Breakthroughs in clean technology would improve urban air quality, enhance energy security, and permit billions of people to improve their standard of living without dumping CO2 into the atmosphere. Energy innovation also holds the promise of dramatically lowering the cost of attaining a 2°C climate target, saving the world a trillion dollars or more over coming decades.
The economic benefits of low-carbon technology – tens of millions of jobs and burgeoning new markets – are enormous. The European Union believes that an 80 percent reduction in greenhouse gas emissions, the goal of its Roadmap 2050 plan, is the winning strategy for long- term prosperity. The recent Chinese move into the clean energy sphere has also been impressive. Long a leader in solar water heating, China has now become a dominant player in wind and photovoltaics as well.
Worthy research objectives include improved fuel cells, solar power, light-emitting diodes for lighting, intelligent buildings, carbon sequestration, advanced nuclear power, superconducting transmission lines, cellulosic biofuels, geothermal power, batteries and other energy storage technologies, super-efficient vehicles, and smart electricity grids. Because the scale of the climate challenge is so large, energy innovations must be paired with bold policy initiatives designed to accelerate the deployment of new technology and to reduce its cost.

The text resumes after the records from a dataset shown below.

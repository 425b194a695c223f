//! Two-factor service: authenticator enrolment, recovery codes and the
//! second step of a password login.

use std::sync::Arc;

use async_trait::async_trait;
use chrono::Duration;
use mockable::Clock;
use serde_json::json;
use tracing::{info, warn};

use crate::domain::account_service::{issue_token, verify_password};
use crate::domain::ports::{
    AuthSessionRepository, IssuedToken, TwoFactorRepository, TwoFactorService, UserRepository,
};
use crate::domain::{
    BearerToken, Error, Password, SecondFactor, TotpSecret, TwoFactorEnrolment,
    TwoFactorSettings, TwoFactorStatus, User, UserId,
};

const INVALID_CHALLENGE: &str = "login challenge is invalid or expired";
const INVALID_CODE: &str = "invalid two-factor code";

fn invalid_code() -> Error {
    Error::invalid_request(INVALID_CODE).with_details(json!({ "field": "code", "code": "incorrect" }))
}

fn not_enabled() -> Error {
    Error::invalid_request("two-factor sign-in is not enabled")
}

#[derive(Clone)]
pub struct TwoFactor {
    users: Arc<dyn UserRepository>,
    sessions: Arc<dyn AuthSessionRepository>,
    store: Arc<dyn TwoFactorRepository>,
    clock: Arc<dyn Clock>,
    token_ttl: Duration,
}

impl TwoFactor {
    pub fn new(
        users: Arc<dyn UserRepository>,
        sessions: Arc<dyn AuthSessionRepository>,
        store: Arc<dyn TwoFactorRepository>,
        clock: Arc<dyn Clock>,
        token_ttl: Duration,
    ) -> Self {
        Self {
            users,
            sessions,
            store,
            clock,
            token_ttl,
        }
    }

    async fn enabled_settings(&self, user_id: &UserId) -> Result<TwoFactorSettings, Error> {
        self.store
            .find(user_id)
            .await?
            .filter(|settings| settings.enabled)
            .ok_or_else(not_enabled)
    }

    async fn reject_attempt(&self, challenge: &BearerToken) -> Result<Error, Error> {
        let digest = challenge.digest();
        let remaining = self
            .store
            .record_attempt(&digest)
            .await?
            .map_or(0, |updated| updated.attempts_remaining());
        if remaining == 0 {
            self.store.delete_challenge(&digest).await?;
        }
        Ok(Error::unauthorized(INVALID_CODE)
            .with_details(json!({ "attemptsRemaining": remaining })))
    }
}

#[async_trait]
impl TwoFactorService for TwoFactor {
    async fn status(&self, user_id: &UserId) -> Result<TwoFactorStatus, Error> {
        Ok(self
            .store
            .find(user_id)
            .await?
            .map(|settings| settings.status())
            .unwrap_or_default())
    }

    async fn begin_enrolment(
        &self,
        user: &User,
        password: Password,
    ) -> Result<TwoFactorEnrolment, Error> {
        let stored = self
            .users
            .find_password_hash(&user.id)
            .await?
            .ok_or_else(|| Error::not_found(format!("user {} not found", user.id)))?;
        if !verify_password(stored, password.expose().to_owned()).await? {
            return Err(Error::invalid_request("password is incorrect")
                .with_details(json!({ "field": "password", "code": "incorrect" })));
        }
        if self
            .store
            .find(&user.id)
            .await?
            .is_some_and(|settings| settings.enabled)
        {
            return Err(Error::invalid_request("two-factor sign-in is already enabled"));
        }

        let secret = TotpSecret::generate();
        let enrolment = TwoFactorEnrolment {
            secret: secret.to_base32(),
            otpauth_uri: secret.provisioning_uri(&user.email),
        };
        self.store
            .save(&TwoFactorSettings::pending(user.id, secret))
            .await?;
        info!(user_id = %user.id, "two-factor enrolment started");
        Ok(enrolment)
    }

    async fn enable(&self, user_id: &UserId, code: SecondFactor) -> Result<Vec<String>, Error> {
        let mut settings = self
            .store
            .find(user_id)
            .await?
            .filter(|settings| settings.secret.is_some())
            .ok_or_else(|| Error::invalid_request("start two-factor setup first"))?;
        if settings.enabled {
            return Err(Error::invalid_request("two-factor sign-in is already enabled"));
        }
        let now = self.clock.utc();
        if settings.verify(&code, now).is_none() {
            warn!(%user_id, "two-factor confirmation code rejected");
            return Err(invalid_code());
        }
        let codes = settings.enable(now);
        self.store.save(&settings).await?;
        info!(%user_id, "two-factor sign-in enabled");
        Ok(codes)
    }

    async fn disable(&self, user_id: &UserId, code: SecondFactor) -> Result<(), Error> {
        let mut settings = self.enabled_settings(user_id).await?;
        let Some(kind) = settings.verify(&code, self.clock.utc()) else {
            warn!(%user_id, "two-factor disable code rejected");
            return Err(invalid_code());
        };
        self.store.delete(user_id).await?;
        info!(%user_id, factor = ?kind, "two-factor sign-in disabled");
        Ok(())
    }

    async fn regenerate_recovery_codes(
        &self,
        user_id: &UserId,
        code: SecondFactor,
    ) -> Result<Vec<String>, Error> {
        let mut settings = self.enabled_settings(user_id).await?;
        let SecondFactor::Totp(totp) = &code else {
            return Err(invalid_code());
        };
        if !settings.verify_totp(totp, self.clock.utc()) {
            warn!(%user_id, "recovery code regeneration rejected");
            return Err(invalid_code());
        }
        let codes = settings.regenerate_recovery_codes();
        self.store.save(&settings).await?;
        info!(%user_id, "recovery codes regenerated");
        Ok(codes)
    }

    async fn complete_login(
        &self,
        challenge: &BearerToken,
        code: SecondFactor,
    ) -> Result<IssuedToken, Error> {
        let digest = challenge.digest();
        let now = self.clock.utc();
        let Some(pending) = self.store.find_challenge(&digest).await? else {
            return Err(Error::unauthorized(INVALID_CHALLENGE));
        };
        if !pending.is_open_at(now) {
            self.store.delete_challenge(&digest).await?;
            return Err(Error::unauthorized(INVALID_CHALLENGE));
        }
        let Some(mut settings) = self
            .store
            .find(&pending.user_id)
            .await?
            .filter(|settings| settings.enabled)
        else {
            self.store.delete_challenge(&digest).await?;
            return Err(Error::unauthorized(INVALID_CHALLENGE));
        };

        let Some(kind) = settings.verify(&code, now) else {
            warn!(user_id = %pending.user_id, "second factor rejected at login");
            return Err(self.reject_attempt(challenge).await?);
        };
        self.store.save(&settings).await?;
        self.store.delete_challenge(&digest).await?;
        let user = self
            .users
            .find_by_id(&pending.user_id)
            .await?
            .ok_or_else(|| Error::unauthorized(INVALID_CHALLENGE))?;
        let issued = issue_token(&*self.sessions, user, now, self.token_ttl).await?;
        info!(user_id = %issued.user.id, factor = ?kind, "login succeeded");
        Ok(issued)
    }
}

#[cfg(test)]
#[path = "two_factor_service_tests.rs"]
mod tests;
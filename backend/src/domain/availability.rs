//! Mentor availability: weekly rules, concrete slots, blocked periods and
//! booking settings.
//!
//! Weekly rules are expressed in the mentor's local time; slots and
//! exceptions are concrete UTC intervals. [`SlotGenerationPlan`] expands
//! rules into candidate slots, resolving local wall-clock times through the
//! mentor's [`Timezone`](super::Timezone).

use chrono::{DateTime, Datelike, Duration, NaiveDate, NaiveTime, TimeZone, Utc, Weekday};
use chrono_tz::Tz;
use uuid::Uuid;

use super::UserId;

/// Longest span, in days between first and last date, a generation request
/// may cover.
pub const MAX_GENERATION_SPAN_DAYS: i64 = 90;
/// Bounds for a generated session length in minutes.
pub const SESSION_MINUTES_RANGE: std::ops::RangeInclusive<i64> = 15..=480;
/// Bounds for a break between generated sessions in minutes.
pub const BREAK_MINUTES_RANGE: std::ops::RangeInclusive<i64> = 0..=60;

/// Validation errors for availability values.
#[derive(Debug, Clone, PartialEq, Eq, thiserror::Error)]
pub enum AvailabilityValidationError {
    #[error("start must be before end")]
    EmptyInterval,
    #[error("weekday must be between 0 (Monday) and 6 (Sunday), got {value}")]
    InvalidWeekday { value: i16 },
    #[error("start time must be before end time")]
    InvalidTimeWindow,
    #[error("start date must not be after end date")]
    InvalidDateRange,
    #[error("date range cannot exceed {max} days")]
    DateRangeTooLong { max: i64 },
    #[error("{field} must be between {min} and {max}")]
    OutOfRange {
        field: &'static str,
        min: i64,
        max: i64,
    },
    #[error("pattern must name at least one weekday")]
    EmptyPattern,
    #[error("no weekly availability rules to generate from")]
    NoRules,
}

/// Half-open UTC interval `[start, end)`.
#[derive(Debug, Clone, Copy, PartialEq, Eq, Hash, PartialOrd, Ord)]
pub struct Interval {
    start: DateTime<Utc>,
    end: DateTime<Utc>,
}

impl Interval {
    /// Build an interval, rejecting empty or inverted ranges.
    pub fn new(start: DateTime<Utc>, end: DateTime<Utc>) -> Result<Self, AvailabilityValidationError> {
        if start >= end {
            return Err(AvailabilityValidationError::EmptyInterval);
        }
        Ok(Self { start, end })
    }

    /// Wrap bounds whose ordering was checked when they were stored.
    pub(crate) const fn from_ordered(start: DateTime<Utc>, end: DateTime<Utc>) -> Self {
        Self { start, end }
    }

    #[must_use]
    pub const fn start(&self) -> DateTime<Utc> {
        self.start
    }

    #[must_use]
    pub const fn end(&self) -> DateTime<Utc> {
        self.end
    }

    /// True when the two intervals share any instant.
    #[must_use]
    pub fn overlaps(&self, other: &Self) -> bool {
        self.start < other.end && other.start < self.end
    }

    /// True when `other` lies entirely within `self`.
    #[must_use]
    pub fn contains(&self, other: &Self) -> bool {
        self.start <= other.start && other.end <= self.end
    }

    /// Whole minutes covered by the interval.
    #[must_use]
    pub fn minutes(&self) -> i64 {
        (self.end - self.start).num_minutes()
    }
}

/// Map a Monday-based index (0 = Monday) to a [`Weekday`].
pub fn weekday_from_index(value: i16) -> Result<Weekday, AvailabilityValidationError> {
    let index = u8::try_from(value).map_err(|_| AvailabilityValidationError::InvalidWeekday { value })?;
    Weekday::try_from(index).map_err(|_| AvailabilityValidationError::InvalidWeekday { value })
}

/// Monday-based index of `weekday`.
#[must_use]
pub fn weekday_index(weekday: Weekday) -> i16 {
    i16::try_from(weekday.num_days_from_monday()).unwrap_or_default()
}

/// Recurring local-time window on one weekday.
#[derive(Debug, Clone, Copy, PartialEq, Eq)]
pub struct WeeklyWindow {
    pub weekday: Weekday,
    pub start_time: NaiveTime,
    pub end_time: NaiveTime,
}

impl WeeklyWindow {
    pub fn new(
        weekday: Weekday,
        start_time: NaiveTime,
        end_time: NaiveTime,
    ) -> Result<Self, AvailabilityValidationError> {
        if start_time >= end_time {
            return Err(AvailabilityValidationError::InvalidTimeWindow);
        }
        Ok(Self {
            weekday,
            start_time,
            end_time,
        })
    }
}

/// Stored weekly rule.
#[derive(Debug, Clone, Copy, PartialEq, Eq)]
pub struct WeeklyRule {
    pub id: Uuid,
    pub mentor_id: UserId,
    pub window: WeeklyWindow,
}

/// Concrete bookable slot.
#[derive(Debug, Clone, PartialEq, Eq)]
pub struct AvailabilitySlot {
    pub id: Uuid,
    pub mentor_id: UserId,
    pub start_utc: DateTime<Utc>,
    pub end_utc: DateTime<Utc>,
    pub is_booked: bool,
    pub created_at: DateTime<Utc>,
}

impl AvailabilitySlot {
    #[must_use]
    pub const fn interval(&self) -> Interval {
        Interval {
            start: self.start_utc,
            end: self.end_utc,
        }
    }
}

/// Blocked period during which no slot is offered.
#[derive(Debug, Clone, PartialEq, Eq)]
pub struct AvailabilityException {
    pub id: Uuid,
    pub mentor_id: UserId,
    pub start_utc: DateTime<Utc>,
    pub end_utc: DateTime<Utc>,
    pub reason: String,
}

impl AvailabilityException {
    #[must_use]
    pub const fn interval(&self) -> Interval {
        Interval {
            start: self.start_utc,
            end: self.end_utc,
        }
    }
}

/// Per-mentor booking constraints.
#[derive(Debug, Clone, Copy, PartialEq, Eq)]
pub struct AvailabilitySettings {
    pub min_booking_notice_hours: i32,
    pub max_booking_advance_days: i32,
    pub default_session_minutes: i32,
}

impl Default for AvailabilitySettings {
    fn default() -> Self {
        Self {
            min_booking_notice_hours: 2,
            max_booking_advance_days: 90,
            default_session_minutes: 60,
        }
    }
}

fn check_range(
    field: &'static str,
    value: i64,
    range: std::ops::RangeInclusive<i64>,
) -> Result<(), AvailabilityValidationError> {
    if range.contains(&value) {
        Ok(())
    } else {
        Err(AvailabilityValidationError::OutOfRange {
            field,
            min: *range.start(),
            max: *range.end(),
        })
    }
}

impl AvailabilitySettings {
    /// Check every field against its permitted range.
    pub fn validate(self) -> Result<Self, AvailabilityValidationError> {
        check_range(
            "minBookingNoticeHours",
            i64::from(self.min_booking_notice_hours),
            0..=168,
        )?;
        check_range(
            "maxBookingAdvanceDays",
            i64::from(self.max_booking_advance_days),
            1..=365,
        )?;
        check_range(
            "defaultSessionMinutes",
            i64::from(self.default_session_minutes),
            SESSION_MINUTES_RANGE,
        )?;
        Ok(self)
    }

    #[must_use]
    pub fn min_notice(&self) -> Duration {
        Duration::hours(i64::from(self.min_booking_notice_hours))
    }

    #[must_use]
    pub fn max_advance(&self) -> Duration {
        Duration::days(i64::from(self.max_booking_advance_days))
    }
}

/// Resolve a local wall-clock time in `tz` to UTC.
///
/// Times falling in a DST gap yield `None`; ambiguous times resolve to the
/// earliest instant.
#[must_use]
pub fn resolve_local(tz: Tz, date: NaiveDate, time: NaiveTime) -> Option<DateTime<Utc>> {
    tz.from_local_datetime(&date.and_time(time))
        .earliest()
        .map(|local| local.with_timezone(&Utc))
}

/// How a weekly window is cut into slots.
#[derive(Debug, Clone, Copy, PartialEq, Eq, Default)]
pub struct SessionLayout {
    session: Option<Duration>,
    gap: Duration,
}

impl SessionLayout {
    /// Validate optional session and break lengths in minutes.
    pub fn new(
        session_minutes: Option<i64>,
        break_minutes: Option<i64>,
    ) -> Result<Self, AvailabilityValidationError> {
        if let Some(minutes) = session_minutes {
            check_range("sessionDurationMinutes", minutes, SESSION_MINUTES_RANGE)?;
        }
        let gap = break_minutes.unwrap_or(0);
        check_range("breakDurationMinutes", gap, BREAK_MINUTES_RANGE)?;
        Ok(Self {
            session: session_minutes.map(Duration::minutes),
            gap: Duration::minutes(gap),
        })
    }

    fn split(&self, window: Interval) -> Vec<Interval> {
        let Some(session) = self.session else {
            return vec![window];
        };
        let mut out = Vec::new();
        let mut cursor = window.start;
        while cursor + session <= window.end {
            out.push(Interval {
                start: cursor,
                end: cursor + session,
            });
            cursor = cursor + session + self.gap;
        }
        out
    }
}

/// Validated request to expand weekly windows into slots.
#[derive(Debug, Clone, PartialEq, Eq)]
pub struct SlotGenerationPlan {
    start_date: NaiveDate,
    end_date: NaiveDate,
    windows: Vec<WeeklyWindow>,
    layout: SessionLayout,
}

impl SlotGenerationPlan {
    pub fn new(
        start_date: NaiveDate,
        end_date: NaiveDate,
        windows: Vec<WeeklyWindow>,
        layout: SessionLayout,
    ) -> Result<Self, AvailabilityValidationError> {
        if start_date > end_date {
            return Err(AvailabilityValidationError::InvalidDateRange);
        }
        if (end_date - start_date).num_days() > MAX_GENERATION_SPAN_DAYS {
            return Err(AvailabilityValidationError::DateRangeTooLong {
                max: MAX_GENERATION_SPAN_DAYS,
            });
        }
        if windows.is_empty() {
            return Err(AvailabilityValidationError::NoRules);
        }
        Ok(Self {
            start_date,
            end_date,
            windows,
            layout,
        })
    }

    /// Expand the plan into UTC candidates, in chronological order per day.
    ///
    /// Windows whose local start or end falls into a DST gap are skipped and
    /// counted in the returned tally.
    #[must_use]
    pub fn candidates(&self, tz: Tz) -> (Vec<Interval>, usize) {
        let mut out = Vec::new();
        let mut unresolved = 0;
        for date in self.start_date.iter_days().take_while(|d| *d <= self.end_date) {
            for window in self.windows.iter().filter(|w| w.weekday == date.weekday()) {
                let start = resolve_local(tz, date, window.start_time);
                let end = resolve_local(tz, date, window.end_time);
                let (Some(start), Some(end)) = (start, end) else {
                    unresolved += 1;
                    continue;
                };
                let Ok(resolved) = Interval::new(start, end) else {
                    unresolved += 1;
                    continue;
                };
                out.extend(self.layout.split(resolved));
            }
        }
        (out, unresolved)
    }
}

/// Outcome of filtering candidates against existing state.
#[derive(Debug, Clone, PartialEq, Eq, Default)]
pub struct CandidateFilter {
    pub accepted: Vec<Interval>,
    pub skipped: usize,
}

/// Drop candidates that start in the past or collide with an exception,
/// an existing slot or an earlier accepted candidate.
#[must_use]
pub fn filter_candidates(
    candidates: Vec<Interval>,
    now: DateTime<Utc>,
    exceptions: &[Interval],
    existing: &[Interval],
) -> CandidateFilter {
    let mut result = CandidateFilter::default();
    for candidate in candidates {
        let blocked = candidate.start <= now
            || exceptions.iter().any(|e| e.overlaps(&candidate))
            || existing.iter().any(|s| s.overlaps(&candidate))
            || result.accepted.iter().any(|a| a.overlaps(&candidate));
        if blocked {
            result.skipped += 1;
        } else {
            result.accepted.push(candidate);
        }
    }
    result
}

#[cfg(test)]
#[path = "availability_tests.rs"]
mod tests;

European “feed-in tariffs,” which guarantee a profitable selling price for renewable energy, have led to a dramatic expansion of the solar and wind industries in Portugal, Spain, and Germany. In 2009, Germany installed 17 times more solar power than did California. Germany is investing strategically, with the aim of increasing its job base and expanding its exports, while driving solar costs down. Historically, each doubling of solar module sales has led to a 20 percent drop in price, putting solar on a path to be as cheap as coal.